General and administrative expenses as a percentage of total revenues were 6.3% for the third quarter of 2010 as compared to 7.1% in the third quarter of 2009 as additional costs of $78,000 associated with share-based compensation charges were offset by an increase in total revenues. General and administrative expenses as a percentage of total revenues were 8.5% for the 39-week period ended July 3, 2010 as compared to 8.4% for the 39-week period ended June 27, 2009. This slight increase in general and administrative expenses as a percentage of revenue was primarily due to increased professional fees of $100,000 and additional share-based compensation of $156,000 partially offset by an increase in total revenues.
Income Taxes
The income tax provisions for the 39-week periods ended July 3, 2010 and June 27, 2009 reflect effective tax rates of 32.4% and 32.5% (including the tax benefit previously disclosed), respectively. The Company expects its effective tax rate for its current fiscal year to be approximately 32.0% to 36.0%. The final annual tax rate cannot be determined until the end of the fiscal year; therefore, the actual tax rate could differ from our current estimates.
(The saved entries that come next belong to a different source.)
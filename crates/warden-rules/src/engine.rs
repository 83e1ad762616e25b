//! Rule evaluation
//!
//! Given an event and an immutable configuration snapshot, select at most one
//! action. Candidates are visited in ascending `(priority, id)` order and the
//! first rule whose predicate matches and whose cooldown has elapsed wins.
//!
//! Each event maps to exactly one trigger scope, so first match per event and
//! first match per scope are the same policy. The classifier belongs to the
//! content scope as a sentinel-priority rule: it is consulted only after every
//! configured content rule has declined, and at most once per evaluation.

use std::sync::Arc;
use std::time::Duration;
use tracing::{debug, info, instrument, warn};
use warden_types::{
    modules, CooldownKey, EventPayload, GatewayEvent, GuildConfig, Rule, RuleId, SelectedAction,
    Trigger, TriggerKind,
};

use crate::classifier::Classifier;
use crate::cooldown::CooldownStore;

/// Default bound on a single classifier call
pub const DEFAULT_CLASSIFIER_TIMEOUT: Duration = Duration::from_secs(10);

/// Trigger kinds evaluated against message text.
pub const CONTENT_SCOPE: &[TriggerKind] = &[
    TriggerKind::MessageContent,
    TriggerKind::InvitePosted,
    TriggerKind::SpamDetection,
    TriggerKind::Classifier,
];

const INVITE_PREFIXES: &[&str] = &["discord.gg/", "discord.com/invite/", "discordapp.com/invite/"];

/// The trigger kinds an event can fire.
pub fn trigger_scope(event: &GatewayEvent) -> &'static [TriggerKind] {
    match &event.payload {
        EventPayload::MessageCreated { .. } => CONTENT_SCOPE,
        EventPayload::MessageUpdated {
            content,
            previous_content,
            ..
        } => {
            // Embed resolution re-delivers identical content.
            if previous_content.as_deref() == Some(content.as_str()) {
                &[]
            } else {
                CONTENT_SCOPE
            }
        }
        EventPayload::MemberJoined { .. } => &[TriggerKind::UserJoin],
        EventPayload::MemberLeft { .. } => &[TriggerKind::UserLeave],
        EventPayload::ReactionAdded { .. } => &[TriggerKind::ReactionAdded],
        EventPayload::UserUpdated {
            old_username,
            new_username,
        } if old_username != new_username => &[TriggerKind::Username],
        _ => &[],
    }
}

/// Result of an evaluation, with the visit order for diagnostics.
#[derive(Debug, Clone, Default, PartialEq, Eq)]
pub struct Evaluation {
    pub selected: Option<SelectedAction>,
    /// Rules whose predicate was evaluated, in order
    pub visited: Vec<RuleId>,
}

/// Selects at most one action per event.
#[derive(Debug, Clone)]
pub struct RuleEngine {
    cooldowns: Arc<dyn CooldownStore>,
    classifier: Arc<dyn Classifier>,
    classifier_timeout: Duration,
}

impl RuleEngine {
    pub fn new(cooldowns: Arc<dyn CooldownStore>, classifier: Arc<dyn Classifier>) -> Self {
        Self {
            cooldowns,
            classifier,
            classifier_timeout: DEFAULT_CLASSIFIER_TIMEOUT,
        }
    }

    pub fn with_classifier_timeout(mut self, timeout: Duration) -> Self {
        self.classifier_timeout = timeout;
        self
    }

    pub fn cooldowns(&self) -> &Arc<dyn CooldownStore> {
        &self.cooldowns
    }

    pub async fn evaluate(&self, event: &GatewayEvent, config: &GuildConfig) -> Option<SelectedAction> {
        self.evaluate_traced(event, config).await.selected
    }

    #[instrument(skip_all, fields(guild_id = %event.guild_id, event = %event.kind()))]
    pub async fn evaluate_traced(&self, event: &GatewayEvent, config: &GuildConfig) -> Evaluation {
        let mut evaluation = Evaluation::default();
        let scope = trigger_scope(event);
        if scope.is_empty() {
            return evaluation;
        }

        let sentinel = classifier_sentinel(config, scope);
        let mut candidates: Vec<&Rule> = config
            .rules
            .iter()
            .chain(sentinel.iter())
            .filter(|rule| is_candidate(rule, config, scope))
            .collect();
        candidates.sort_by(|a, b| a.evaluation_order(b));

        let mut verdict = None;
        for rule in candidates {
            evaluation.visited.push(rule.id);

            if !self.matches(rule, event, &mut verdict).await {
                continue;
            }

            if let Some(secs) = rule.cooldown_secs {
                let key = CooldownKey::new(rule.id, event.actor_id);
                if self
                    .cooldowns
                    .is_cooling_down(&key, Duration::from_secs(secs), event.received_at)
                {
                    debug!(rule_id = %rule.id, subject = %event.actor_id, "Rule matched but is cooling down");
                    continue;
                }
            }

            info!(
                rule_id = %rule.id,
                rule = %rule.name,
                action = %rule.action.kind(),
                subject = %event.actor_id,
                "Rule selected"
            );
            evaluation.selected = Some(SelectedAction::from_rule(rule, event.actor_id));
            break;
        }

        evaluation
    }

    async fn matches(&self, rule: &Rule, event: &GatewayEvent, verdict: &mut Option<bool>) -> bool {
        match (&rule.trigger, &event.payload) {
            (Trigger::MessageContent { banned_words }, _) => event
                .text()
                .is_some_and(|text| contains_any(text, banned_words)),

            (Trigger::UserJoin, EventPayload::MemberJoined { .. }) => true,
            (Trigger::UserLeave, EventPayload::MemberLeft { .. }) => true,

            (
                Trigger::ReactionAdded { emoji, message_id },
                EventPayload::ReactionAdded {
                    emoji: reacted,
                    message_id: reacted_on,
                    ..
                },
            ) => emoji == reacted && message_id.map_or(true, |id| id == *reacted_on),

            (Trigger::Username { banned_words }, EventPayload::UserUpdated { new_username, .. }) => {
                contains_any(new_username, banned_words)
            }

            (Trigger::InvitePosted { allowed_codes }, _) => event.text().is_some_and(|text| {
                invite_codes(text)
                    .iter()
                    .any(|code| !allowed_codes.iter().any(|allowed| allowed == code))
            }),

            (
                Trigger::SpamDetection {
                    max_mentions,
                    max_repeated_chars,
                },
                EventPayload::MessageCreated {
                    content,
                    mention_count,
                    ..
                }
                | EventPayload::MessageUpdated {
                    content,
                    mention_count,
                    ..
                },
            ) => {
                max_mentions.is_some_and(|max| *mention_count > max)
                    || max_repeated_chars.is_some_and(|max| longest_run(content) > max as usize)
            }

            (Trigger::Classifier, _) => {
                let Some(text) = event.text().filter(|t| !t.trim().is_empty()) else {
                    return false;
                };
                if let Some(flagged) = *verdict {
                    return flagged;
                }
                let flagged = self.classify(text).await;
                *verdict = Some(flagged);
                flagged
            }

            _ => false,
        }
    }

    /// An unavailable classifier never selects an action.
    async fn classify(&self, text: &str) -> bool {
        match tokio::time::timeout(self.classifier_timeout, self.classifier.classify(text)).await {
            Ok(Ok(verdict)) => {
                if verdict.flagged {
                    debug!(categories = ?verdict.categories, "Classifier flagged content");
                }
                verdict.flagged
            }
            Ok(Err(e)) => {
                warn!(error = %e, "Classifier failed, treating content as not flagged");
                false
            }
            Err(_) => {
                warn!(timeout = ?self.classifier_timeout, "Classifier timed out, treating content as not flagged");
                false
            }
        }
    }
}

fn is_candidate(rule: &Rule, config: &GuildConfig, scope: &[TriggerKind]) -> bool {
    rule.enabled
        && config.module_enabled(&rule.module)
        && !(rule.premium_only && !config.premium_tier.is_paid())
        && scope.contains(&rule.trigger_kind())
}

/// Synthetic classifier rule, when the guild opted in without an explicit one.
fn classifier_sentinel(config: &GuildConfig, scope: &[TriggerKind]) -> Option<Rule> {
    let moderation = &config.settings.moderation;
    let wanted = moderation.classifier_enabled
        && scope.contains(&TriggerKind::Classifier)
        && config.module_enabled(modules::MODERATION)
        && !config.has_rule_of_kind(TriggerKind::Classifier);
    wanted.then(|| Rule::classifier_sentinel(moderation.classifier_cooldown_secs))
}

fn contains_any(haystack: &str, needles: &[String]) -> bool {
    let haystack = haystack.to_lowercase();
    needles
        .iter()
        .filter(|n| !n.is_empty())
        .any(|n| haystack.contains(&n.to_lowercase()))
}

/// Invite codes linked in `text`, in order of appearance per link form.
pub fn invite_codes(text: &str) -> Vec<&str> {
    // ASCII lowering keeps byte offsets aligned with `text`.
    let lower = text.to_ascii_lowercase();
    let mut codes = Vec::new();
    for prefix in INVITE_PREFIXES {
        let mut from = 0;
        while let Some(pos) = lower[from..].find(prefix) {
            let start = from + pos + prefix.len();
            let end = text[start..]
                .find(|c: char| !(c.is_ascii_alphanumeric() || c == '-'))
                .map_or(text.len(), |i| start + i);
            if end > start {
                codes.push(&text[start..end]);
            }
            from = start;
        }
    }
    codes
}

/// Longest run of one repeated non-whitespace character.
pub fn longest_run(text: &str) -> usize {
    let mut longest = 0;
    let mut current = 0;
    let mut previous = None;
    for c in text.chars() {
        if c.is_whitespace() {
            previous = None;
            current = 0;
            continue;
        }
        if previous == Some(c) {
            current += 1;
        } else {
            previous = Some(c);
            current = 1;
        }
        longest = longest.max(current);
    }
    longest
}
The Company’s overall effective tax rate in the future will be affected by factors such as the level of losses incurred at the Company’s New York facilities, which cannot be consolidated for state and local tax purposes, pre-tax income earned outside of New York City, the utilization of state and local net operating loss carryforwards and the utilization of FICA tax credits. Nevada has no state income tax and other states in which the Company operates have income tax rates substantially lower in comparison to New York. In order to utilize more effectively tax loss carryforwards at restaurants that were unprofitable, the Company has merged certain profitable subsidiaries with certain loss subsidiaries.
The Company’s tax returns for the fiscal years 2008 and 2009 are currently under audit by the Internal Revenue Service. Management does not expect a material adjustment to the Company’s financial position or results of operations upon completion of this examination.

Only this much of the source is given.